=== Section Start ===
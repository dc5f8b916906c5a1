use chrono::Utc;
use tracing::info;

use models::ids::{generate_id, JOB_PREFIX};
use models::job::{Job, NewJob};
use models::patch::{apply_patch, Patch};
use models::record::Record;

use super::RecordStore;

impl RecordStore {
    /// Post a job; it starts `open` with no applicants.
    pub fn create_job(&self, input: NewJob) -> Option<Record<Job>> {
        self.insert("create_job", |doc| {
            let job = Record::new(input.into_job(generate_id(JOB_PREFIX), Utc::now()));
            doc.jobs.push(job.clone());
            info!(job_id = %job.id, employer_id = %job.employer_id, "job_created");
            Ok(job)
        })
    }

    pub fn get_job(&self, id: &str) -> Option<Record<Job>> {
        self.load().jobs.into_iter().find(|j| j.id == id)
    }

    pub fn get_jobs_by_employer_id(&self, employer_id: &str) -> Vec<Record<Job>> {
        self.load().jobs.into_iter().filter(|j| j.employer_id == employer_id).collect()
    }

    /// Merge `patch` over the job. Jobs carry no `updatedAt`.
    pub fn update_job(&self, id: &str, patch: &Patch) -> bool {
        self.mutate("update_job", |doc| {
            let Some(slot) = doc.jobs.iter_mut().find(|j| j.id == id) else { return Ok(false) };
            *slot = apply_patch(&*slot, patch)?;
            Ok(true)
        })
    }

    /// Hard delete; applications pointing at the job are kept.
    pub fn delete_job(&self, id: &str) -> bool {
        self.mutate("delete_job", |doc| {
            let before = doc.jobs.len();
            doc.jobs.retain(|j| j.id != id);
            Ok(doc.jobs.len() != before)
        })
    }

    /// Every job currently open for applications.
    pub fn get_all_jobs(&self) -> Vec<Record<Job>> {
        self.load().jobs.into_iter().filter(|j| j.is_open()).collect()
    }
}

#[cfg(test)]
mod tests {
    use super::*;
    use crate::test_support::memory_store;
    use models::job::JobStatus;
    use models::patch::patch_from_value;
    use models::AmountRange;
    use serde_json::json;

    fn new_job(employer_id: &str, title: &str) -> NewJob {
        NewJob {
            employer_id: employer_id.into(),
            title: title.into(),
            category: "construction".into(),
            description: "site work".into(),
            time_estimated: Some("2 days".into()),
            workers_required: 3,
            budget_range: AmountRange::new(500.0, 800.0),
        }
    }

    #[test]
    fn created_job_is_open_and_empty() {
        let store = memory_store();
        let job = store.create_job(new_job("user-e", "Mason")).expect("created");
        assert!(job.id.starts_with("job-"));
        assert_eq!(job.status, JobStatus::Open);
        assert!(job.applicants.is_empty());
        assert_eq!(store.get_job(&job.id), Some(job));
    }

    #[test]
    fn get_all_jobs_returns_open_only() -> Result<(), anyhow::Error> {
        let store = memory_store();
        let open = store.create_job(new_job("user-e", "Open")).expect("created");
        for (title, status) in [("Closed", "closed"), ("Done", "completed"), ("Gone", "deleted")] {
            let job = store.create_job(new_job("user-e", title)).expect("created");
            assert!(store.update_job(&job.id, &patch_from_value(json!({ "status": status }))?));
        }
        let listed = store.get_all_jobs();
        assert_eq!(listed.len(), 1);
        assert_eq!(listed[0].id, open.id);
        assert!(listed.iter().all(|j| j.status == JobStatus::Open));
        assert_eq!(store.get_jobs_by_employer_id("user-e").len(), 4);
        Ok(())
    }

    #[test]
    fn update_job_merges_and_rejects_bad_values() -> Result<(), anyhow::Error> {
        let store = memory_store();
        let job = store.create_job(new_job("user-e", "Mason")).expect("created");
        let patch = patch_from_value(json!({ "title": "Senior Mason", "budgetRange": { "min": 900, "max": 1200 } }))?;
        assert!(store.update_job(&job.id, &patch));
        let after = store.get_job(&job.id).expect("found");
        assert_eq!(after.title, "Senior Mason");
        assert_eq!(after.budget_range, AmountRange::new(900.0, 1200.0));
        assert_eq!(after.created_at, job.created_at);

        assert!(!store.update_job(&job.id, &patch_from_value(json!({ "status": "paused" }))?));
        assert!(!store.update_job("job-missing", &patch));
        Ok(())
    }

    #[test]
    fn delete_job_removes_it() {
        let store = memory_store();
        let job = store.create_job(new_job("user-e", "Mason")).expect("created");
        assert!(store.delete_job(&job.id));
        assert!(store.get_job(&job.id).is_none());
        assert!(!store.delete_job(&job.id));
        assert!(store.get_jobs_by_employer_id("user-e").is_empty());
    }
}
=== Section End ===
- What you are asked to do:
Show all lines above holding the word "info".

- Your solution:
use tracing::info;
            info!(job_id = %job.id, employer_id = %job.employer_id, "job_created");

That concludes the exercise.